Material shown =

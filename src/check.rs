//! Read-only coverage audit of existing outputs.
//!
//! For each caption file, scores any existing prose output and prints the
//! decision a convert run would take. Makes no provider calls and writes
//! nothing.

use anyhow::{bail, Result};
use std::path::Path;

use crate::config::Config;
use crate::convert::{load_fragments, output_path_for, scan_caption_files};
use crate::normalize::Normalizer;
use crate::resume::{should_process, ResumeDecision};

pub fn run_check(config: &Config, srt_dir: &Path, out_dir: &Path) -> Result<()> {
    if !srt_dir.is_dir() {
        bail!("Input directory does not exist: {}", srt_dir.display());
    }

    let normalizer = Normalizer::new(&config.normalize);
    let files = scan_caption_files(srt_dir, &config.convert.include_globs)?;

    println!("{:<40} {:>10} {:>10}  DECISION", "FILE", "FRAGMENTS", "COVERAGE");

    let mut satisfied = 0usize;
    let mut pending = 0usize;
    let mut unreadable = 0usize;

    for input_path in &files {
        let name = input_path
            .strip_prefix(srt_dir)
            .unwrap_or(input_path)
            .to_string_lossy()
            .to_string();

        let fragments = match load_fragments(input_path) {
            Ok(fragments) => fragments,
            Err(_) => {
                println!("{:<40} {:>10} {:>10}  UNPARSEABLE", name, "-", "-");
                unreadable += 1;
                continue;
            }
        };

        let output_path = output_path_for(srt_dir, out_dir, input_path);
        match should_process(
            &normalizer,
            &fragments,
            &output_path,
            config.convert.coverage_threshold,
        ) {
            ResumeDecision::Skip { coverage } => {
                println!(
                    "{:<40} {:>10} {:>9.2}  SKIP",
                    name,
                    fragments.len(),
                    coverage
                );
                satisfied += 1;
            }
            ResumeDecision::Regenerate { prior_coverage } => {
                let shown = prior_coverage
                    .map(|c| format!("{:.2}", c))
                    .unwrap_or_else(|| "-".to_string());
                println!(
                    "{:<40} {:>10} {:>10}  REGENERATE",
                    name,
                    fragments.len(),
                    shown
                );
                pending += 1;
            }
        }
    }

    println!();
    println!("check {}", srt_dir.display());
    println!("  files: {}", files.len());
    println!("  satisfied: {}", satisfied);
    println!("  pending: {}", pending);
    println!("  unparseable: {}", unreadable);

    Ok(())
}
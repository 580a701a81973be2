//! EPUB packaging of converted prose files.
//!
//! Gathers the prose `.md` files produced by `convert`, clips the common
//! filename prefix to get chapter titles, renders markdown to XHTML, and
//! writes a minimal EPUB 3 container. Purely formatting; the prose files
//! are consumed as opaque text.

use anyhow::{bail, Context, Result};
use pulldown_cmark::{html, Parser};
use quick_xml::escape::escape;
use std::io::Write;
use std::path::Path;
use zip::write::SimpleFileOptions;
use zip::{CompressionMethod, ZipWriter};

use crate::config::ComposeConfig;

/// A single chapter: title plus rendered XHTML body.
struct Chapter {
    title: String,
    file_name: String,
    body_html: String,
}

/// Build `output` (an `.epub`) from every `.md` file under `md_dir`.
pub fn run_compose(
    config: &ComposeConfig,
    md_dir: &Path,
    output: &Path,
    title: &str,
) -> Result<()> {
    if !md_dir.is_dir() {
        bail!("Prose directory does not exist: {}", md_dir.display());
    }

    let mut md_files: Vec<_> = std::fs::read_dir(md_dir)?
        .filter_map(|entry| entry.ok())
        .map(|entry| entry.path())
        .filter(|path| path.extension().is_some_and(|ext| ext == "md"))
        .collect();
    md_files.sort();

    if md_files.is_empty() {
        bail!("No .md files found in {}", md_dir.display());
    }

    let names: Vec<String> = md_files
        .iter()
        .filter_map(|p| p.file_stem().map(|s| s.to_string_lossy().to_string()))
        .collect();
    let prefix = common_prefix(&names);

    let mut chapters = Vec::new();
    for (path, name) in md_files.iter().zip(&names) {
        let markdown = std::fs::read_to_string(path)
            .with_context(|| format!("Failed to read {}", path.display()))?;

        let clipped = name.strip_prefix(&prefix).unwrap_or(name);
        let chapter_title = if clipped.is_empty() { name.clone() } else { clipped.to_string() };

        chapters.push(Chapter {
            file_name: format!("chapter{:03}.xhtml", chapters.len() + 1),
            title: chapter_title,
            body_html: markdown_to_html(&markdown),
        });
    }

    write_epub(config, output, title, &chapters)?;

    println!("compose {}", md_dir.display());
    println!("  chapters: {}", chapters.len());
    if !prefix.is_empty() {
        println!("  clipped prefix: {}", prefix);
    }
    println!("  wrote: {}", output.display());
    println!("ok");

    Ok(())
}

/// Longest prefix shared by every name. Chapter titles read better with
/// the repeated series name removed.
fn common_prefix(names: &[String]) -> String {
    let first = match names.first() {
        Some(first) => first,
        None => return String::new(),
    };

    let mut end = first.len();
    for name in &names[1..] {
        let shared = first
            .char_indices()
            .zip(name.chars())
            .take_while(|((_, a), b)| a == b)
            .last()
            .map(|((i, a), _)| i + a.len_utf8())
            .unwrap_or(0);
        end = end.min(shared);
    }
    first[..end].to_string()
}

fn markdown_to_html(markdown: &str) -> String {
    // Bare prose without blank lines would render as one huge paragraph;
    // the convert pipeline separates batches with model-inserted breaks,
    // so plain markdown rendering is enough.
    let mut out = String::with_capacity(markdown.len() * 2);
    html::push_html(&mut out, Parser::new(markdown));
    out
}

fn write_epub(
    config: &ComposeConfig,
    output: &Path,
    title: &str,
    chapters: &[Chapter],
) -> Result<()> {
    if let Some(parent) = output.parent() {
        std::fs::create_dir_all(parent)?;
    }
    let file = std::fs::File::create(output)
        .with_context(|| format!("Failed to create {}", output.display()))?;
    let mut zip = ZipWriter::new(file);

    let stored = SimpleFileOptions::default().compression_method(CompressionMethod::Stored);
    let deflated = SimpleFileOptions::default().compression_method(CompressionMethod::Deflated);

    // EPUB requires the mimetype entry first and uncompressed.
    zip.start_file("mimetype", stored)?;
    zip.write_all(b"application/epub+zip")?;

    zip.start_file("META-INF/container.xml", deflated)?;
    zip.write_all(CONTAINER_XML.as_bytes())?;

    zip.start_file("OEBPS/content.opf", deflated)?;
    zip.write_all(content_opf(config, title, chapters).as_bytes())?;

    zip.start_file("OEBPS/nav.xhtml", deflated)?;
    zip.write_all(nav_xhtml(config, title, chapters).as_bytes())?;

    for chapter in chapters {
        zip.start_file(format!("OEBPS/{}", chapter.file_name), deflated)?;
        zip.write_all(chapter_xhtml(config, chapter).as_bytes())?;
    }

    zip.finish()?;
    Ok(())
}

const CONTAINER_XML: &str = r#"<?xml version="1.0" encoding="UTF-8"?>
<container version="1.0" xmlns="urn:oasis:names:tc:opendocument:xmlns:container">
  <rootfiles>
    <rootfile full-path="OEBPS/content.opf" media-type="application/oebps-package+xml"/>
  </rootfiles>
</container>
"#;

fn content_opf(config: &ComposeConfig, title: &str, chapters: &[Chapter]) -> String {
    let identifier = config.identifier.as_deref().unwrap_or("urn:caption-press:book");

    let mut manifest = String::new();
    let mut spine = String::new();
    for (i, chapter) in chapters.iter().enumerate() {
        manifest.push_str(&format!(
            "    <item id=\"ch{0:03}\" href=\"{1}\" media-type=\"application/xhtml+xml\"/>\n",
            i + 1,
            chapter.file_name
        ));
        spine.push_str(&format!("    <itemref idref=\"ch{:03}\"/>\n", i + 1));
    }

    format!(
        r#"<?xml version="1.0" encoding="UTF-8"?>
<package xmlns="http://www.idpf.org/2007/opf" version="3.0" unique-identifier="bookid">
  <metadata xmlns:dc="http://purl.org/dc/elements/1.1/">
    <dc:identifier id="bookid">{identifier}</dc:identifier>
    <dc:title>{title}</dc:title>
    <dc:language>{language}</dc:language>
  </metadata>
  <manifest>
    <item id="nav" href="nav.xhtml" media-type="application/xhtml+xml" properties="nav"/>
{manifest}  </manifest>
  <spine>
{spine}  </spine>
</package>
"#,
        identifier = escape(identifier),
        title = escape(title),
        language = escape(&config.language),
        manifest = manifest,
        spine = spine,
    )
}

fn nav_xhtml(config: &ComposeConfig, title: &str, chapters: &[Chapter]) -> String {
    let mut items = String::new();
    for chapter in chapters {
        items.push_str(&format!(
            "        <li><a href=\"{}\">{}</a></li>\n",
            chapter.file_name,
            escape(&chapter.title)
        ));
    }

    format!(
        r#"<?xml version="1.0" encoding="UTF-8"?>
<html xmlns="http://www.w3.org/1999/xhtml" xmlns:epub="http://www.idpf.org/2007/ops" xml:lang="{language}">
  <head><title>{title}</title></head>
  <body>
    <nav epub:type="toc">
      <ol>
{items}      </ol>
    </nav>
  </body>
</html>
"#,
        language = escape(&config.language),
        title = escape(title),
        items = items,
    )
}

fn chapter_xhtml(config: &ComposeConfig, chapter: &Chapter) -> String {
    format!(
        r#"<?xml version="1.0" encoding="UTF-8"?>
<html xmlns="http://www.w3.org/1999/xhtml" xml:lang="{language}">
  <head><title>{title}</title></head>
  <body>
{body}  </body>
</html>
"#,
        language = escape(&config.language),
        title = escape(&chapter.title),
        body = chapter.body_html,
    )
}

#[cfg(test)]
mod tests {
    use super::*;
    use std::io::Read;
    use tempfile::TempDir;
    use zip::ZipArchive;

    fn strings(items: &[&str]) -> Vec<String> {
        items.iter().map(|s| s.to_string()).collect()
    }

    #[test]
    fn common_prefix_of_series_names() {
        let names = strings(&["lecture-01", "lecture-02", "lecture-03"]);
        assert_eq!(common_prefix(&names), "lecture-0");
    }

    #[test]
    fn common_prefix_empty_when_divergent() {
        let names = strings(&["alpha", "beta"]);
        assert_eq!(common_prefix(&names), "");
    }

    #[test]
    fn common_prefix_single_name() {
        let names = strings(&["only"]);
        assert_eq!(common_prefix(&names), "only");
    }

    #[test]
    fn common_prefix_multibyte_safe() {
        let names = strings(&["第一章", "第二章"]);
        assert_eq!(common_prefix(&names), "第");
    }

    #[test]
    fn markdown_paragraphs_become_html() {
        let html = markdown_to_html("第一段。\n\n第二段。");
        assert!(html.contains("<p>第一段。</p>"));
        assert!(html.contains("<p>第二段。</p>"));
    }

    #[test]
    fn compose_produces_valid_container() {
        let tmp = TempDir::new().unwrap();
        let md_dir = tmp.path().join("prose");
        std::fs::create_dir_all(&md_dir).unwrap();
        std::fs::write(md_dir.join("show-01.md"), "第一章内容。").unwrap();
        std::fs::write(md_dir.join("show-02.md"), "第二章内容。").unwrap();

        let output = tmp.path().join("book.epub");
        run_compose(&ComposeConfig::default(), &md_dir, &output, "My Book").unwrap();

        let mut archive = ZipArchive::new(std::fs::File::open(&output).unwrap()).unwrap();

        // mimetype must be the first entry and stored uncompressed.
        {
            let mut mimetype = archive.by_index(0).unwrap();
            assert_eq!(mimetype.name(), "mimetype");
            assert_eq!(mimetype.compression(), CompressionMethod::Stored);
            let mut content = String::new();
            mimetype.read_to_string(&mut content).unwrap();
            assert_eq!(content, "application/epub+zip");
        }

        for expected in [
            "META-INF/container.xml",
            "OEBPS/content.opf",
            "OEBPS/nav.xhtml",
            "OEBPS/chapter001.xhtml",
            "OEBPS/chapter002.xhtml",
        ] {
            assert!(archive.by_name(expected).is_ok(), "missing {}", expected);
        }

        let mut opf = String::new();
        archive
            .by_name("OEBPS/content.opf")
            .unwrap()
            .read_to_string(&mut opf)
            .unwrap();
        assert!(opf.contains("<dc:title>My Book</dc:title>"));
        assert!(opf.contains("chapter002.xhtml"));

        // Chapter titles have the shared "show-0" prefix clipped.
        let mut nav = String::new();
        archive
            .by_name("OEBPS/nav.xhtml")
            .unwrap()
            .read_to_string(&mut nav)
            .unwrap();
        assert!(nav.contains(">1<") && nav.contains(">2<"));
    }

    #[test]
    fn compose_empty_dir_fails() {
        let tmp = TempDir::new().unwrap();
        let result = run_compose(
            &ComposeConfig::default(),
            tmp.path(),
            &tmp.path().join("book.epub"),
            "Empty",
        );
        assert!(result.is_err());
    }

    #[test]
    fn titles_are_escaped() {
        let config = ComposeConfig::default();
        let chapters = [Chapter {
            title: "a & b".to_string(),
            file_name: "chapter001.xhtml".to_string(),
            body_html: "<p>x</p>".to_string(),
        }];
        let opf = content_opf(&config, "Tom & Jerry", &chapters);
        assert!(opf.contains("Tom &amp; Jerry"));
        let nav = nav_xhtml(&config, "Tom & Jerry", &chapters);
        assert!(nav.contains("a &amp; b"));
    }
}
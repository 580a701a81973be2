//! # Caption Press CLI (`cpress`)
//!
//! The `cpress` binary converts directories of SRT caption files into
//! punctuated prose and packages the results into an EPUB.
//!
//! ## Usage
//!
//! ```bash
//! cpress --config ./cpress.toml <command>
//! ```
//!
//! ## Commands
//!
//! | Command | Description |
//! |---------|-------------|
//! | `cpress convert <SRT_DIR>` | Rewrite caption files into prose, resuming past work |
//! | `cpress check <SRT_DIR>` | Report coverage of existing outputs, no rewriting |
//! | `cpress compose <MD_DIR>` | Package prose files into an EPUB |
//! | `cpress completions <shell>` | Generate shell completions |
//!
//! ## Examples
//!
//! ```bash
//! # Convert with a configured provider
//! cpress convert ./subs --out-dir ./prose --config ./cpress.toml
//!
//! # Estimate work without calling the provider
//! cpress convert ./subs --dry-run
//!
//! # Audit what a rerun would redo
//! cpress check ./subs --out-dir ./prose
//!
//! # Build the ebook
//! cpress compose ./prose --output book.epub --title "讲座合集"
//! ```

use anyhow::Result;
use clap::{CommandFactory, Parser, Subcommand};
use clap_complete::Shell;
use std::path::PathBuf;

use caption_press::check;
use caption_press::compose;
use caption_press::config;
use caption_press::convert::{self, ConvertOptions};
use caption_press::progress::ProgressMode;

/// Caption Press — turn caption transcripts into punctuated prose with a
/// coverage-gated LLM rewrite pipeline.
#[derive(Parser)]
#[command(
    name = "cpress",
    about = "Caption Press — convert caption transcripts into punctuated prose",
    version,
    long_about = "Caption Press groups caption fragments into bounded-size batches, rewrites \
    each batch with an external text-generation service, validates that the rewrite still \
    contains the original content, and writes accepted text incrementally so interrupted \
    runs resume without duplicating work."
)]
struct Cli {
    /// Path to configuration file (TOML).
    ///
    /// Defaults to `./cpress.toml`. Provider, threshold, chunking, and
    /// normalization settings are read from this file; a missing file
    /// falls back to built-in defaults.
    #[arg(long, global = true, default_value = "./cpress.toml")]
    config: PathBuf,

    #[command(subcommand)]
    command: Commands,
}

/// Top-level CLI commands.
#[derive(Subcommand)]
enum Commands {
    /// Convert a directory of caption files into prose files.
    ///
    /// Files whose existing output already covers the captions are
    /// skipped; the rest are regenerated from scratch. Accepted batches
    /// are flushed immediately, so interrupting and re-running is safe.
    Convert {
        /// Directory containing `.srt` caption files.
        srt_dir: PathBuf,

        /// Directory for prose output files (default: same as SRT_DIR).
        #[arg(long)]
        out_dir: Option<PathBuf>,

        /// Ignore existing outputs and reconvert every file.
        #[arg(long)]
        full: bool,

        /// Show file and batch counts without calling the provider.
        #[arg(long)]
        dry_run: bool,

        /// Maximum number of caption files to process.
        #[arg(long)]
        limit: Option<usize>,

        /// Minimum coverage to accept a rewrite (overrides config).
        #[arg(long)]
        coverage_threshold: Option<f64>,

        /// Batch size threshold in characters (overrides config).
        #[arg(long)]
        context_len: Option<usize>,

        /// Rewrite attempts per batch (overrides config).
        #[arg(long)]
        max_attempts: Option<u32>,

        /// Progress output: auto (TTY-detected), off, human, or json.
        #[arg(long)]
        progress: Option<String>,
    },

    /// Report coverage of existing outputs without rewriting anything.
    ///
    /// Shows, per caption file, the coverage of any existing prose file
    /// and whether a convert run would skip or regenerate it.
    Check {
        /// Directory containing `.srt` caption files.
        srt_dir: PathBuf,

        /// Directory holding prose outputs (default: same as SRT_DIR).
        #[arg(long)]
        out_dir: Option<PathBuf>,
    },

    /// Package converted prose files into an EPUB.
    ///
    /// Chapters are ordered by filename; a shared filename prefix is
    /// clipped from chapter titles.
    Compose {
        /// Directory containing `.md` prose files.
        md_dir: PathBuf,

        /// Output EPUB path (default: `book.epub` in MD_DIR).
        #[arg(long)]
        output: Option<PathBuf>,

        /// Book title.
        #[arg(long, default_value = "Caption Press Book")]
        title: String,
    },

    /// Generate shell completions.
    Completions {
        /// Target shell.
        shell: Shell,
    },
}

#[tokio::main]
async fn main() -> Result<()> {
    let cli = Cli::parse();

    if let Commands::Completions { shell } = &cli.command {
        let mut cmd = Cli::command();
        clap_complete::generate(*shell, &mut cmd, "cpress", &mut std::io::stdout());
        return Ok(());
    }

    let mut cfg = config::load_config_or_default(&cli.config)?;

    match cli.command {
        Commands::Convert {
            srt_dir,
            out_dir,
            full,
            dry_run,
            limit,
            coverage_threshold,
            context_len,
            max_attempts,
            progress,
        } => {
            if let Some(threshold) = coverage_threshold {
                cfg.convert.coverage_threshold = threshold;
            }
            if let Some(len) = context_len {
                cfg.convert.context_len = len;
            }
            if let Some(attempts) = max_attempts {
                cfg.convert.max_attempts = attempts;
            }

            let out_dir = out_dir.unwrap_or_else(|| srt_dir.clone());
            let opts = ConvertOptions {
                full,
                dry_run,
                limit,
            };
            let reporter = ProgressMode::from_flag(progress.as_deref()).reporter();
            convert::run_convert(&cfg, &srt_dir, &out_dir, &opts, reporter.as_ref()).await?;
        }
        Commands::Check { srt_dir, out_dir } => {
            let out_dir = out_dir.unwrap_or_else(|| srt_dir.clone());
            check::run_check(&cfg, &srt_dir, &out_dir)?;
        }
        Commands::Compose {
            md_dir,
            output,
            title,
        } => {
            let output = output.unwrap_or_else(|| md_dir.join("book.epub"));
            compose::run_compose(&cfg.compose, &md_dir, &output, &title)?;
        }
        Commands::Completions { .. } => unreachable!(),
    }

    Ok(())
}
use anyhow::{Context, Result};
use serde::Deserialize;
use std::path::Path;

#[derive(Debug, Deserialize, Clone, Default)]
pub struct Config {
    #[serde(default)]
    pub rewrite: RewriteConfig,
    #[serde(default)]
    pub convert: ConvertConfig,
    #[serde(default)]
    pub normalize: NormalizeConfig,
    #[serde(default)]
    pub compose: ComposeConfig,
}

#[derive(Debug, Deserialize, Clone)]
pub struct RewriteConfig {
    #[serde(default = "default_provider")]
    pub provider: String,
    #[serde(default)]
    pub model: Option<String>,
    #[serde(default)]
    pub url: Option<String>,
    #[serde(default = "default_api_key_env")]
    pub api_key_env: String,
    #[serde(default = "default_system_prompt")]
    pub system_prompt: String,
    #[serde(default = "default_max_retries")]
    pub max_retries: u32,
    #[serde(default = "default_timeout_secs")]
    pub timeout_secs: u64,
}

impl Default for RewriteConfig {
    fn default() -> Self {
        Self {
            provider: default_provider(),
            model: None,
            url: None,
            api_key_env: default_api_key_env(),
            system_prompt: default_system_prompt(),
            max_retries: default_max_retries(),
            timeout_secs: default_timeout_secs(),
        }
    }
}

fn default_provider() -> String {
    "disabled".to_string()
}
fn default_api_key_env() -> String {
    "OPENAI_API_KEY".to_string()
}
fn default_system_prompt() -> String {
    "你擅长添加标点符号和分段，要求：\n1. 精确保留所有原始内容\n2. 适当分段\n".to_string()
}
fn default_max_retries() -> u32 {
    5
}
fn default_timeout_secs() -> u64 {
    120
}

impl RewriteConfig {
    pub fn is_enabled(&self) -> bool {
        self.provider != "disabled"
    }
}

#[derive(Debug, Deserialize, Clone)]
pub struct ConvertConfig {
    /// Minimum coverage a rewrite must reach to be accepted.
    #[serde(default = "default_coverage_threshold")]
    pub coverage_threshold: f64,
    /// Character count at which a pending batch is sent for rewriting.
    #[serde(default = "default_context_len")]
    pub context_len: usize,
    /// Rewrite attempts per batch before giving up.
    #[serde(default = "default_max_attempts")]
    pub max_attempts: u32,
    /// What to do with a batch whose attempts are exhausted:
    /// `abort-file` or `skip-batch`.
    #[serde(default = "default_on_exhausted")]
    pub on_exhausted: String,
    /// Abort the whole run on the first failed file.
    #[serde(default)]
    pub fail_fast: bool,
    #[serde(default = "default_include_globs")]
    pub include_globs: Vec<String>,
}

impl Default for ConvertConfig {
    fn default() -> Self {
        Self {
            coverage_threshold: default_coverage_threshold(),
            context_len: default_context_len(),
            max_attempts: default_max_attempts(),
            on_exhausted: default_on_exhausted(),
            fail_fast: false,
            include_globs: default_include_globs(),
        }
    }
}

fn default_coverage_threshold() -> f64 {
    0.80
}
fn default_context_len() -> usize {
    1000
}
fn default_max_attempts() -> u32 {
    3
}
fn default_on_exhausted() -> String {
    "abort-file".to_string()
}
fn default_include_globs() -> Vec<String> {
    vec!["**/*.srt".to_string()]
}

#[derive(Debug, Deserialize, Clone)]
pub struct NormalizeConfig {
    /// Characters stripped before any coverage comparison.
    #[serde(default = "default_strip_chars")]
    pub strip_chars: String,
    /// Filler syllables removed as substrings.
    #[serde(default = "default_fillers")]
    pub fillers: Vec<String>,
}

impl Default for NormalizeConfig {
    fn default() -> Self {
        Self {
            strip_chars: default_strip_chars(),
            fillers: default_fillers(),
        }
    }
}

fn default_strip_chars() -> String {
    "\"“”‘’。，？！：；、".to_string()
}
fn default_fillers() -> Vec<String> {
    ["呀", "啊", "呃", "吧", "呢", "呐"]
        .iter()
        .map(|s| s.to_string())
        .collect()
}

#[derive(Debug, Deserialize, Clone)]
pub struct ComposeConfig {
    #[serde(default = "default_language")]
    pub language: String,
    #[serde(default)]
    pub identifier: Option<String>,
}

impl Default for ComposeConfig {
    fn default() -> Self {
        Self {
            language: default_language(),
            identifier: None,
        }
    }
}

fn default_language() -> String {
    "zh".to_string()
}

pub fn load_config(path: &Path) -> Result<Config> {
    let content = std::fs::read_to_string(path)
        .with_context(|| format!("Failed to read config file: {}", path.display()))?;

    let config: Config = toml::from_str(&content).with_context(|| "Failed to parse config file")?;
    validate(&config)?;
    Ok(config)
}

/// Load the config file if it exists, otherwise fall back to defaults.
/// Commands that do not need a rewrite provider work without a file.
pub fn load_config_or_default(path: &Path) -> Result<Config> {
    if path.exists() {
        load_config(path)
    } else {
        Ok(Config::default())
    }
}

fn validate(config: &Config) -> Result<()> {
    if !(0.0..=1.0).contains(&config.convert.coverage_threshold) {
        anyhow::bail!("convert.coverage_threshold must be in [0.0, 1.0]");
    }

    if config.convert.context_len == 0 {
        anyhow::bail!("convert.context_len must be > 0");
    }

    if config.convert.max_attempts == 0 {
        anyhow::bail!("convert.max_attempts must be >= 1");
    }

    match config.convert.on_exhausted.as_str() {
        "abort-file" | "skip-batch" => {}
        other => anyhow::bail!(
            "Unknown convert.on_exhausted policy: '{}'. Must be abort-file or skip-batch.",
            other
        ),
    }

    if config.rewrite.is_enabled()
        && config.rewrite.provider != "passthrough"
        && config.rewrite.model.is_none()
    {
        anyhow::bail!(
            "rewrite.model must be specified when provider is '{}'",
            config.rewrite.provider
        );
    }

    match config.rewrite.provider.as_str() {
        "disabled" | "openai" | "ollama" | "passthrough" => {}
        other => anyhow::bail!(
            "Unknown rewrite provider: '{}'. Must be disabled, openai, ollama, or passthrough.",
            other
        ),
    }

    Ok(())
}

What is needed =
Look through the material and copy each line that has "exists".

Solution for this exercise =
/// Load the config file if it exists, otherwise fall back to defaults.
    if path.exists() {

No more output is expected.